4chan gets real about software
9/7/2012: Updated with feedback from moot
4chan, the Internet's long-time dumping ground and butt of many a joke, is getting serious about software by making their biggest public-facing code change in nearly a decade, introducing an API and a bunch of new functionality.
Given its reputation, many commentators have already written this off with a shrug and a laugh. But 4chan is also one of the web's most popular and influential communities. It's the source of so many Internet-age cultural trends that even your grandma may be dimly aware that the clever picture she posted on her Facebook was trawled a thousand copies ago from the dark depths of /mlp/. Given that there's big money in all this, the API offers businesses a direct line to the heart of the machine.
As a professional software developer and long time 4chan user, I think this is a pretty interesting development. I talked yesterday afternoon to some of those who worked on 4chan's code over the years and know a little about why this is such an important development.
4chan, whose codebase is a heavily modified version of the Futallaby image board system, has suffered all kinds of software problems over the years. Note: moot says that Futallaby's code is almost entirely gone, and their software is named "Yotsuba" now. Volunteers running the site struggled with massive growth, hacks, denial-of-service attacks, regular crashes and much else besides. They were generally paid little, if at all, for their efforts, simply because there just wasn't any money to go around. Founder Chris Poole, aka moot, famously held $20,000 in credit card debt just trying to keep the site afloat. It was amazing that the site held on at all.
For nearly its entire history, 4chan was completely hands-off on software from the client side--i.e. you or anyone else interested in the data. Excepting messing with users by auto-playing obnoxious music or putting party hats on every post, the public-facing code changed little over the years and was aimed esclusively at web browsers. New features appear extremely rarely, and the developers I talked to could only identify of a handful in the last six years.

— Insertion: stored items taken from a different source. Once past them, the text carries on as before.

/******************************************************************************
   Author: Joaquín Béjar García
   Email: jb@taunais.com
   Date: 27/1/26
******************************************************************************/

//! Core value types for fiscal code generation.
//!
//! This module provides the small value types the encoder works with:
//! - [`Gender`]: the two-valued sex tag encoded into the day segment
//! - [`BirthDate`]: plain year/month/day components of a parsed date of birth

use crate::error::ParseGenderError;
use chrono::NaiveDate;
use serde::{Deserialize, Serialize};
use std::fmt;
use std::str::FromStr;

/// Sex of the person, as encoded in the day segment.
#[derive(Debug, Clone, Copy, PartialEq, Eq, Hash, Serialize, Deserialize)]
pub enum Gender {
    /// Male. The day of birth is written as-is.
    #[serde(rename = "M", alias = "male", alias = "Male")]
    Male,
    /// Female. The day of birth is shifted by 40.
    #[serde(rename = "F", alias = "female", alias = "Female")]
    Female,
}

impl Gender {
    /// Creates a Gender from its single-character tag.
    ///
    /// # Arguments
    /// * `c` - `M` or `F`, in either case
    ///
    /// # Returns
    /// `Some(Gender)` if the character is a known tag, `None` otherwise.
    #[must_use]
    pub const fn from_char(c: char) -> Option<Self> {
        match c {
            'M' | 'm' => Some(Self::Male),
            'F' | 'f' => Some(Self::Female),
            _ => None,
        }
    }

    /// Returns the single-character tag.
    #[must_use]
    pub const fn as_char(self) -> char {
        match self {
            Self::Male => 'M',
            Self::Female => 'F',
        }
    }
}

impl fmt::Display for Gender {
    fn fmt(&self, f: &mut fmt::Formatter<'_>) -> fmt::Result {
        write!(f, "{}", self.as_char())
    }
}

impl FromStr for Gender {
    type Err = ParseGenderError;

    fn from_str(s: &str) -> Result<Self, Self::Err> {
        let tag = s.trim();
        if tag.eq_ignore_ascii_case("male") {
            return Ok(Self::Male);
        }
        if tag.eq_ignore_ascii_case("female") {
            return Ok(Self::Female);
        }
        let mut chars = tag.chars();
        match (chars.next(), chars.next()) {
            (Some(c), None) => Self::from_char(c).ok_or_else(|| ParseGenderError(s.to_string())),
            _ => Err(ParseGenderError(s.to_string())),
        }
    }
}

/// A parsed date of birth.
///
/// Holds the raw numeric components exactly as written. No calendar
/// normalization is applied, so a day of 45 stays 45.
#[derive(Debug, Clone, Copy, PartialEq, Eq, Hash, Serialize, Deserialize)]
pub struct BirthDate {
    year: u32,
    /// One-based month number.
    month: u32,
    day: u32,
    /// Digits the year was written with, leading zeros included.
    year_digits: usize,
}

impl BirthDate {
    /// Creates a birth date from its components.
    ///
    /// # Arguments
    /// * `year` - The full year
    /// * `month` - One-based month number (1 = January)
    /// * `day` - Day of month
    #[must_use]
    pub const fn new(year: u32, month: u32, day: u32) -> Self {
        Self {
            year,
            month,
            day,
            year_digits: decimal_digits(year),
        }
    }

    /// Overrides the number of digits the year was written with.
    #[must_use]
    pub const fn with_year_digits(mut self, digits: usize) -> Self {
        self.year_digits = digits;
        self
    }

    /// Returns the year.
    #[inline]
    #[must_use]
    pub const fn year(self) -> u32 {
        self.year
    }

    /// Returns the one-based month number.
    #[inline]
    #[must_use]
    pub const fn month(self) -> u32 {
        self.month
    }

    /// Returns the zero-based month index in `0..12`.
    ///
    /// Months outside 1-12 wrap around: 13 maps to January, 0 to December.
    #[inline]
    #[must_use]
    pub const fn month0(self) -> usize {
        ((self.month % 12 + 11) % 12) as usize
    }

    /// Returns the day of month.
    #[inline]
    #[must_use]
    pub const fn day(self) -> u32 {
        self.day
    }

    /// Returns how many digits the year was written with.
    #[inline]
    #[must_use]
    pub const fn year_digits(self) -> usize {
        self.year_digits
    }

    /// Converts to a chrono `NaiveDate`.
    ///
    /// # Returns
    /// `None` if the components do not form a real calendar date.
    #[must_use]
    pub fn to_naive_date(self) -> Option<NaiveDate> {
        let year = i32::try_from(self.year).ok()?;
        NaiveDate::from_ymd_opt(year, self.month, self.day)
    }
}

impl From<NaiveDate> for BirthDate {
    fn from(date: NaiveDate) -> Self {
        use chrono::Datelike;
        // Negative years have no D/M/Y spelling; clamp them to zero.
        let year = u32::try_from(date.year()).unwrap_or(0);
        Self::new(year, date.month(), date.day())
    }
}

impl fmt::Display for BirthDate {
    fn fmt(&self, f: &mut fmt::Formatter<'_>) -> fmt::Result {
        write!(f, "{}/{}/{}", self.day, self.month, self.year)
    }
}

const fn decimal_digits(mut value: u32) -> usize {
    let mut digits = 1;
    while value >= 10 {
        value /= 10;
        digits += 1;
    }
    digits
}

#[cfg(test)]
mod tests {
    use super::*;

    #[test]
    fn test_gender_from_char() {
        assert_eq!(Gender::from_char('M'), Some(Gender::Male));
        assert_eq!(Gender::from_char('f'), Some(Gender::Female));
        assert_eq!(Gender::from_char('X'), None);
    }

    #[test]
    fn test_gender_from_str() {
        assert_eq!("M".parse::<Gender>(), Ok(Gender::Male));
        assert_eq!("female".parse::<Gender>(), Ok(Gender::Female));
        assert_eq!(" F ".parse::<Gender>(), Ok(Gender::Female));
        assert!("MF".parse::<Gender>().is_err());
        assert!("".parse::<Gender>().is_err());
    }

    #[test]
    fn test_gender_display() {
        assert_eq!(Gender::Male.to_string(), "M");
        assert_eq!(Gender::Female.to_string(), "F");
    }

    #[test]
    fn test_gender_serde_tags() {
        assert_eq!(serde_json::to_string(&Gender::Male).unwrap(), "\"M\"");
        let g: Gender = serde_json::from_str("\"F\"").unwrap();
        assert_eq!(g, Gender::Female);
        let g: Gender = serde_json::from_str("\"male\"").unwrap();
        assert_eq!(g, Gender::Male);
    }

    #[test]
    fn test_birth_date_components() {
        let date = BirthDate::new(1950, 12, 1);
        assert_eq!(date.year(), 1950);
        assert_eq!(date.month(), 12);
        assert_eq!(date.month0(), 11);
        assert_eq!(date.day(), 1);
        assert_eq!(date.year_digits(), 4);
    }

    #[test]
    fn test_birth_date_month0_wraps() {
        assert_eq!(BirthDate::new(2000, 1, 1).month0(), 0);
        assert_eq!(BirthDate::new(2000, 13, 1).month0(), 0);
        assert_eq!(BirthDate::new(2000, 0, 1).month0(), 11);
        assert_eq!(BirthDate::new(2000, u32::MAX, 1).month0(), 2);
    }

    #[test]
    fn test_birth_date_year_digits() {
        assert_eq!(BirthDate::new(5, 1, 1).year_digits(), 1);
        assert_eq!(BirthDate::new(50, 1, 1).year_digits(), 2);
        assert_eq!(BirthDate::new(50, 1, 1).with_year_digits(4).year_digits(), 4);
    }

    #[test]
    fn test_birth_date_naive_date() {
        let date = BirthDate::new(1928, 1, 16);
        let naive = date.to_naive_date().unwrap();
        assert_eq!(BirthDate::from(naive), date);
        assert!(BirthDate::new(1928, 2, 30).to_naive_date().is_none());
        assert!(BirthDate::new(1928, 13, 1).to_naive_date().is_none());
    }

    #[test]
    fn test_birth_date_display() {
        assert_eq!(BirthDate::new(1900, 1, 1).to_string(), "1/1/1900");
    }
}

In May, however, 4chan announced a refactoring of the site's HTML output, the underlying structure of the page served to browsers. Yesterday, they announced three more big software-related changes:
• They're rolling the functionality of the most popular 4chan browser extensions into the site itself.
• They're adding a read-only JSON API, a way for outsiders to slurp up raw data on what's appearing at the site.
• Both of these changes are released and documented publicly on GitHub, a popular code repository.
May's HTML refactoring cleaned up years of cruft in 4chan's garbled source. This itself was significant, at the time, because it allowed users who had either written or thought about writing browser extensions to make much better versions with improved functionality. "mootykins" also asked that extension authors limit the number of requests they made to 4chan, in order to reduce load on the servers. As the default user experience is so sparse, extensions quickly grew to become a big part of 4chan users' experience. Their first official extension (for FireFox) was written in 2005, but user-written extensions appeared much earlier.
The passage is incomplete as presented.